The median age in the village was 37.8 years. 34.8% of residents were under the age of 18; 5.7% were between the ages of 18 and 24; 25.5% were from 25 to 44; 28.6% were from 45 to 64; and 5.4% were 65 years of age or older. The gender makeup of the village was 51.9% male and 48.1% female.

===2000 census===
The census of 2000 recorded that there were 1,926 people, 591 households, and 527 families living in the village. The population density was 730.7 people per square mile (281.7/km^{2}). There were 598 housing units at an average density of 226.9 per square mile (87.5/km^{2}). The racial makeup of the village was 98.65% White, 0.42% Black or African American, 0.21% Native American, 0.21% Asian, 0.00% Pacific Islander, 0.00% from other races, and 0.52% from two or more races. 0.73% of the population were Hispanic or Latino of any race.

There were 591 households, out of which 56.2% had children under the age of 18 living with them, 80.2% were married couples living together, 4.9% had a female householder with no husband present, and 10.7% were non-families. 8.3% of all households were made up of individuals, and 2.7% had someone living alone who was 65 years of age or older. The average household size was 3.26 and the average family size was 3.47.

In the village, the population age-spread was: 36.2% under the age of 18, 5.0% from 18 to 24, 32.9% from 25 to 44, 22.0% from 45 to 64, and 3.9% who were 65 years of age or older. The median age was 34 years. For every 100 females, there were 104.0 males. For every 100 females age 18 and over, there were 102.8 males.

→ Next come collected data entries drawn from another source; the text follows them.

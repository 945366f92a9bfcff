use super::cli_plasma_ivp::{plasma_ivp_menu, run_task_file};
use crate::Examples::plasma_examples::plasma_examples;
use std::io::{self, Write};

pub fn run_interactive_menu() {
    loop {
        show_main_menu();
        let choice = get_user_input();

        match choice.trim() {
            "1" => plasma_ivp_menu(),
            "2" => {
                print!("\x1b[36mTask file: \x1b[0m");
                let _ = io::stdout().flush();
                let file = get_user_input();
                if let Err(e) = run_task_file(file.trim()) {
                    println!("\x1b[31mError: {}\x1b[0m", e);
                }
            }
            "3" => examples_menu(),
            "0" => {
                println!("Goodbye!");
                break;
            }
            _ => println!("Invalid choice. Please try again."),
        }
    }
}
/* colors
Blue (\x1b[34m) - header
Yellow (\x1b[33m) - menu options
Cyan (\x1b[36m) - prompts
Red (\x1b[31m) - errors
*/
fn show_main_menu() {
    println!(
        "\x1b[34m\n PlasmaNH3: kinetics of ammonia synthesis in a non-thermal N2/H2 plasma\n \x1b[0m"
    );
    println!("\x1b[33m1. Plasma kinetics (simulation, sensitivity)\x1b[0m");
    println!("\x1b[33m2. Run task file\x1b[0m");
    println!("\x1b[33m3. Examples\x1b[0m");
    println!("\x1b[33m0. Exit\x1b[0m");
    print!("\x1b[36mEnter your choice: \x1b[0m");
    let _ = io::stdout().flush();
}

fn examples_menu() {
    loop {
        println!("\n=== Examples ===");
        println!("1. Rate coefficients at default sliders");
        println!("2. Reference simulation (T_e = 2 eV, 1000 s)");
        println!("3. Sensitivity sweep");
        println!("4. Catalyst enhancement");
        println!("5. User rate table with formulas");
        println!("0. Back to main menu");
        print!("Enter your choice: ");
        let _ = io::stdout().flush();

        let choice = get_user_input();
        match choice.trim() {
            "1" => plasma_examples(0),
            "2" => plasma_examples(1),
            "3" => plasma_examples(2),
            "4" => plasma_examples(3),
            "5" => plasma_examples(4),
            "0" => break,
            _ => println!("Invalid choice. Please try again."),
        }
    }
}

fn get_user_input() -> String {
    let mut input = String::new();
    if io::stdin().read_line(&mut input).is_err() {
        input.clear();
    }
    input
}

The median income for a household in the village was $71,509, and the median income for a family was $75,000. Males had a median income of $50,402 as against $30,380 for females. The per capita income for the village was $24,927. 1.6% of the population and 1.6% of families were below the poverty line. Out of the total population, 1.9% of those under the age of 18 and 2.6% of those 65 and older were living below the poverty line.

==Education==
Merton is served by Merton Primary School (grades 4K to 4) and Merton Intermediate School (grades 5-8). Merton Intermediate students are then enrolled at Arrowhead High School.

==Notable people==
- Judson Hall, Wisconsin State Representative, lived in Merton; he served as village president of Hartland.